Each line of the data below that holds the word "ActiveEventLoop" is to be reported in full.

─── Data supplied

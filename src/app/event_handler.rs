//! Event handler module.
//!
//! Contains the [`App`] struct and its winit event handling.

use crate::app::AppEvent;
use crate::app::app_state::AppState;
use crate::config::GameConfig;
use crate::error::RenderError;
use crate::game::hud::WINDOW_TITLE;
use crate::game::keys::GameKey;
use crate::game::session::RaceSession;
use crate::game::{PLAYFIELD_HEIGHT, PLAYFIELD_WIDTH};
use std::{sync::Arc, time::Instant};
use tracing::{info, warn};
use winit::{
    application::ApplicationHandler,
    dpi::LogicalSize,
    event::{ElementState, KeyEvent, WindowEvent},
    event_loop::ActiveEventLoop,
    keyboard::PhysicalKey,
    window::{Window, WindowId},
};

/// Owns the window and, once setup succeeds, the mounted race.
///
/// # Lifecycle
/// 1. Created with [`App::new`], which only builds the wgpu instance
/// 2. `resumed` creates the window and calls [`App::set_window`]
/// 3. Redraws drive the race until a close, Escape or Ctrl-C unmounts it
///
/// If the GPU side cannot be set up, the failure is logged and the window stays empty
/// until it is closed.
pub struct App {
    pub instance: wgpu::Instance,
    pub config: GameConfig,
    pub state: Option<AppState>,
    pub window: Option<Arc<Window>>,
}

impl App {
    pub fn new(config: GameConfig) -> Self {
        let instance = wgpu::Instance::new(&wgpu::InstanceDescriptor::default());
        Self {
            instance,
            config,
            state: None,
            window: None,
        }
    }

    /// Creates the surface and GPU state for `window` and mounts the race.
    pub async fn set_window(&mut self, window: Window) -> Result<(), RenderError> {
        let window = Arc::new(window);
        let size = window.inner_size();
        let window = self.window.get_or_insert(window).clone();

        let surface = self.instance.create_surface(window.clone())?;
        let state = AppState::new(
            &self.instance,
            surface,
            size.width,
            size.height,
            &self.config,
        )
        .await?;

        self.state = Some(state);
        window.request_redraw();
        Ok(())
    }

    pub fn handle_resized(&mut self, width: u32, height: u32) {
        if let Some(state) = self.state.as_mut() {
            state.resize_surface(width, height);
        }
        if let Some(window) = self.window.as_ref() {
            window.request_redraw();
        }
    }

    /// Routes a key event into the race. Returns true when the player asked to quit.
    fn handle_key(&mut self, event: &KeyEvent) -> bool {
        let PhysicalKey::Code(code) = event.physical_key else {
            return false;
        };

        match event.state {
            ElementState::Pressed => {
                let key = match self.state.as_mut() {
                    Some(state) => state.session.key_down(code, event.repeat),
                    None => GameKey::from_key_code(code),
                };
                key == Some(GameKey::Quit)
            }
            ElementState::Released => {
                if let Some(state) = self.state.as_mut() {
                    state.session.key_up(code);
                }
                false
            }
        }
    }

    /// Unmounts the race and leaves the event loop.
    fn shutdown(&mut self, event_loop: &ActiveEventLoop, reason: &'static str) {
        info!(reason, "shutdown_requested");
        if let Some(state) = self.state.as_mut() {
            state.session.unmount();
        }
        event_loop.exit();
    }
}

impl ApplicationHandler<AppEvent> for App {
    fn resumed(&mut self, event_loop: &ActiveEventLoop) {
        if let Some(window) = self.window.as_ref() {
            // Coming back from a suspension: start a fresh race.
            if let Some(state) = self.state.as_mut() {
                if !state.session.is_running() {
                    state.session = RaceSession::mount(self.config.tuning, Instant::now());
                }
            }
            window.request_redraw();
            return;
        }

        let scale = f64::from(self.config.window.scale);
        let attributes = Window::default_attributes()
            .with_title(WINDOW_TITLE)
            .with_inner_size(LogicalSize::new(
                f64::from(PLAYFIELD_WIDTH) * scale,
                f64::from(PLAYFIELD_HEIGHT) * scale,
            ));
        let window = match event_loop.create_window(attributes) {
            Ok(window) => window,
            Err(error) => {
                warn!(%error, "failed to create window");
                event_loop.exit();
                return;
            }
        };

        if let Err(error) = pollster::block_on(self.set_window(window)) {
            warn!(%error, "renderer setup failed, the race will not start");
        }
    }

    fn suspended(&mut self, _event_loop: &ActiveEventLoop) {
        if let Some(state) = self.state.as_mut() {
            state.session.unmount();
        }
    }

    fn user_event(&mut self, event_loop: &ActiveEventLoop, event: AppEvent) {
        match event {
            AppEvent::Shutdown => self.shutdown(event_loop, "ctrl_c"),
        }
    }

    fn window_event(&mut self, event_loop: &ActiveEventLoop, _: WindowId, event: WindowEvent) {
        match event {
            WindowEvent::CloseRequested => self.shutdown(event_loop, "window_closed"),
            WindowEvent::Resized(size) => self.handle_resized(size.width, size.height),
            WindowEvent::KeyboardInput { event, .. } => {
                if self.handle_key(&event) {
                    self.shutdown(event_loop, "escape");
                }
            }
            WindowEvent::Focused(false) => {
                // Keys released while unfocused never reach us.
                if let Some(state) = self.state.as_mut() {
                    state.session.release_all_keys();
                }
            }
            WindowEvent::RedrawRequested => self.handle_redraw(),
            _ => {}
        }
    }
}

──────

Task answer:
    event_loop::ActiveEventLoop,
    fn shutdown(&mut self, event_loop: &ActiveEventLoop, reason: &'static str) {
    fn resumed(&mut self, event_loop: &ActiveEventLoop) {
    fn suspended(&mut self, _event_loop: &ActiveEventLoop) {
    fn user_event(&mut self, event_loop: &ActiveEventLoop, event: AppEvent) {
    fn window_event(&mut self, event_loop: &ActiveEventLoop, _: WindowId, event: WindowEvent) {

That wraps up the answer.